** Opening RECORD EXTRACTS block **
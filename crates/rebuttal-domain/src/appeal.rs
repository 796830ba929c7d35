//! The composed appeal

/// Fixed closing request on every appeal
pub const APPEAL_REQUEST: &str =
    "Please reconsider the claim and approve coverage as it was medically necessary.";

/// An appeal ready for emission.
///
/// Derived from one claim and one justification set; read-only and used once.
#[derive(Debug, Clone, PartialEq, Eq)]
pub struct AppealRecord {
    /// Patient name
    pub patient: String,

    /// Claim number
    pub claim_number: String,

    /// Date of service
    pub date_of_service: String,

    /// Procedure code
    pub procedure_code: String,

    /// Reason for appeal, composed from the CARC and RARC labels
    pub reason: String,

    /// Justification sentences joined by single spaces
    pub justification: String,

    /// Closing request
    pub request: String,
}

impl AppealRecord {
    /// The record as `(label, value)` pairs in emission order
    pub fn fields(&self) -> [(&'static str, &str); 7] {
        [
            ("Patient", &self.patient),
            ("Claim Number", &self.claim_number),
            ("Date of Service", &self.date_of_service),
            ("Procedure Code", &self.procedure_code),
            ("Reason for Appeal", &self.reason),
            ("Justification", &self.justification),
            ("Request", &self.request),
        ]
    }
}

#[cfg(test)]
mod tests {
    use super::*;

    #[test]
    fn test_fields_order_and_labels() {
        let appeal = AppealRecord {
            patient: "Jane Smith".to_string(),
            claim_number: "CLM789012".to_string(),
            date_of_service: "2024-12-05".to_string(),
            procedure_code: "85025".to_string(),
            reason: "Coding Error".to_string(),
            justification: String::new(),
            request: APPEAL_REQUEST.to_string(),
        };

        let labels: Vec<_> = appeal.fields().iter().map(|(label, _)| *label).collect();
        assert_eq!(
            labels,
            [
                "Patient",
                "Claim Number",
                "Date of Service",
                "Procedure Code",
                "Reason for Appeal",
                "Justification",
                "Request"
            ]
        );
        assert_eq!(appeal.fields()[6].1, APPEAL_REQUEST);
    }
}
** Closing RECORD EXTRACTS block **
TASK REQUIREMENTS:
In full and without alteration, output the listing.

THE ANSWER:
filename crates/rebuttal-domain/src/appeal.rs
repository 796830ba929c7d35
//! The composed appeal

/// Fixed closing request on every appeal
pub const APPEAL_REQUEST: &str =
    "Please reconsider the claim and approve coverage as it was medically necessary.";

/// An appeal ready for emission.
///
/// Derived from one claim and one justification set; read-only and used once.
#[derive(Debug, Clone, PartialEq, Eq)]
pub struct AppealRecord {
    /// Patient name
    pub patient: String,

    /// Claim number
    pub claim_number: String,

    /// Date of service
    pub date_of_service: String,

    /// Procedure code
    pub procedure_code: String,

    /// Reason for appeal, composed from the CARC and RARC labels
    pub reason: String,

    /// Justification sentences joined by single spaces
    pub justification: String,

    /// Closing request
    pub request: String,
}

impl AppealRecord {
    /// The record as `(label, value)` pairs in emission order
    pub fn fields(&self) -> [(&'static str, &str); 7] {
        [
            ("Patient", &self.patient),
            ("Claim Number", &self.claim_number),
            ("Date of Service", &self.date_of_service),
            ("Procedure Code", &self.procedure_code),
            ("Reason for Appeal", &self.reason),
            ("Justification", &self.justification),
            ("Request", &self.request),
        ]
    }
}

#[cfg(test)]
mod tests {
    use super::*;

    #[test]
    fn test_fields_order_and_labels() {
        let appeal = AppealRecord {
            patient: "Jane Smith".to_string(),
            claim_number: "CLM789012".to_string(),
            date_of_service: "2024-12-05".to_string(),
            procedure_code: "85025".to_string(),
            reason: "Coding Error".to_string(),
            justification: String::new(),
            request: APPEAL_REQUEST.to_string(),
        };

        let labels: Vec<_> = appeal.fields().iter().map(|(label, _)| *label).collect();
        assert_eq!(
            labels,
            [
                "Patient",
                "Claim Number",
                "Date of Service",
                "Procedure Code",
                "Reason for Appeal",
                "Justification",
                "Request"
            ]
        );
        assert_eq!(appeal.fields()[6].1, APPEAL_REQUEST);
    }
}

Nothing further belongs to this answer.